Tick-tock goes our biological clocks. A law professor who I admire greatly, only half-jokingly said to my class that the new gift for women graduating from law school would be our parents paying for us to freeze our eggs.

The look on my fellow female classmates’ faces was a mixture of relief and panic. That moment was simply an illustration of what we were already thinking and talking about. These are the conversations that highly educated and accomplished women are having today. It is not an exaggeration to state that the majority of time when we discuss our future legal careers we are simultaneously wondering whether we will find someone to marry and when and/or if we are going to have children.

For those who are married the conversation focuses on putting off childbirth, fearing that it would interfere with their careers. My classmates who are dating question whether their significant other will propose and how much time they can justifiably allocate to waiting. Lastly, for those that are single, anxiety increases as both statistics and anecdotes affirm that highly educated women are less likely to get married. This anxiety is further exasperated by our “standards.” We seek partners who are equally educated and partners that will also share our views on families, or more specifically when to have children.

Bring egg freezing to the table and the women in law school breathe a sigh of relief. It gives us more time, it takes the pressure off, and we don’t have to worry about that pesky career/childrearing balance. However, egg freezing frees us from our concerns only because we often do not and are not meant to understand the dangers of the procedure.

Firstly, the fertility industry has downplayed the risks associated with egg retrieval, the drugs that are used to hyperstimulate our ovaries, and the transvaginal aspiration needed to retrieve our eggs.[1][2][3]Secondly, the statistical chance of freezing eggs, fertilizing them in the future, and then having a successful implantation remain relatively low.[4]Fertility companies are profiting off of the anxiety of educated women.

Aside from the potential medical issues, it’s concerning that society is constantly inundating us with different values we are encouraged to ascribe to. The “women can have it all,” “women can’t have it all,” “lean in,” “lean out,” mantras we throw around in our regular conversations oppress the ability of women to make choices for themselves. There will always be women who choose to stay home, mothers who work, and those who choose not to have children. However, when companies such as Apple, Facebook, and Citigroup provide “benefits” to women to freeze their eggs they send a clear message that educated and successful women should put off childbirth.

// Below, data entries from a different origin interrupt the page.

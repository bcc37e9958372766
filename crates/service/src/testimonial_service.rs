use chrono::Utc;
use sea_orm::{ActiveModelTrait, ColumnTrait, DatabaseConnection, EntityTrait, QueryFilter, QueryOrder, Set};
use serde::Deserialize;
use uuid::Uuid;

use models::{testimonial, validation};

use crate::errors::ServiceError;
use crate::serde_ext::double_option;

fn default_rating() -> i16 { 5 }
fn default_true() -> bool { true }

#[derive(Clone, Debug, Deserialize)]
pub struct TestimonialInput {
    pub customer_name: String,
    #[serde(default)]
    pub customer_title: Option<String>,
    pub content: String,
    #[serde(default = "default_rating")]
    pub rating: i16,
    #[serde(default)]
    pub avatar_url: Option<String>,
    #[serde(default = "default_true")]
    pub is_active: bool,
}

#[derive(Clone, Debug, Default, Deserialize)]
pub struct TestimonialPatch {
    #[serde(default)]
    pub customer_name: Option<String>,
    #[serde(default, deserialize_with = "double_option")]
    pub customer_title: Option<Option<String>>,
    #[serde(default)]
    pub content: Option<String>,
    #[serde(default)]
    pub rating: Option<i16>,
    #[serde(default, deserialize_with = "double_option")]
    pub avatar_url: Option<Option<String>>,
    #[serde(default)]
    pub is_active: Option<bool>,
}

fn validate_content(content: &str) -> Result<String, ServiceError> {
    Ok(validation::required_text("content", content, 2000)?)
}

pub async fn list_testimonials(db: &DatabaseConnection) -> Result<Vec<testimonial::Model>, ServiceError> {
    Ok(testimonial::Entity::find().order_by_desc(testimonial::Column::CreatedAt).all(db).await?)
}

pub async fn list_active_testimonials(db: &DatabaseConnection) -> Result<Vec<testimonial::Model>, ServiceError> {
    Ok(testimonial::Entity::find()
        .filter(testimonial::Column::IsActive.eq(true))
        .order_by_desc(testimonial::Column::CreatedAt)
        .all(db)
        .await?)
}

pub async fn get_testimonial(db: &DatabaseConnection, id: Uuid) -> Result<testimonial::Model, ServiceError> {
    testimonial::Entity::find_by_id(id)
        .one(db)
        .await?
        .ok_or_else(|| ServiceError::not_found("testimonial"))
}

pub async fn create_testimonial(db: &DatabaseConnection, input: TestimonialInput) -> Result<testimonial::Model, ServiceError> {
    let am = testimonial::ActiveModel {
        id: Set(Uuid::new_v4()),
        customer_name: Set(testimonial::validate_customer_name(&input.customer_name)?),
        customer_title: Set(validation::optional_text(input.customer_title.as_deref())),
        content: Set(validate_content(&input.content)?),
        rating: Set(testimonial::validate_rating(input.rating)?),
        avatar_url: Set(validation::optional_url("avatar_url", input.avatar_url.as_deref())?),
        is_active: Set(input.is_active),
        created_at: Set(Utc::now().into()),
    };
    Ok(am.insert(db).await?)
}

pub async fn update_testimonial(
    db: &DatabaseConnection,
    id: Uuid,
    patch: TestimonialPatch,
) -> Result<testimonial::Model, ServiceError> {
    let mut am: testimonial::ActiveModel = get_testimonial(db, id).await?.into();
    if let Some(name) = patch.customer_name {
        am.customer_name = Set(testimonial::validate_customer_name(&name)?);
    }
    if let Some(title) = patch.customer_title {
        am.customer_title = Set(validation::optional_text(title.as_deref()));
    }
    if let Some(content) = patch.content {
        am.content = Set(validate_content(&content)?);
    }
    if let Some(rating) = patch.rating {
        am.rating = Set(testimonial::validate_rating(rating)?);
    }
    if let Some(avatar) = patch.avatar_url {
        am.avatar_url = Set(validation::optional_url("avatar_url", avatar.as_deref())?);
    }
    if let Some(active) = patch.is_active {
        am.is_active = Set(active);
    }
    Ok(am.update(db).await?)
}

pub async fn delete_testimonial(db: &DatabaseConnection, id: Uuid) -> Result<(), ServiceError> {
    let res = testimonial::Entity::delete_by_id(id).exec(db).await?;
    if res.rows_affected == 0 {
        return Err(ServiceError::not_found("testimonial"));
    }
    Ok(())
}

Messages like this prevent women from thinking for themselves about what they personally want and further feed into the personal and societal angst we have regarding our biological clocks.

Author Biography

Katarina Lee

Katarina is a Canadian who graduated from the University of Dallas in 2012. Her senior thesis in Philosophy was entitled "The Ethical Life: The Ethical Implications of Genetic Engineering for Human Enhancement." She completed her MA in Bioethics in 2013 focusing in reproductive ethics. Her MA thesis was entitled "The Exploitative Nature of Ova 'Donation.'" Upon graduation from NYU, Katarina began law school and is currently in her third year at the University of Minnesota concentrating in Health Law & Bioethics. In the summer of 2015 she worked at the Comment On Reproductive Ethics in London.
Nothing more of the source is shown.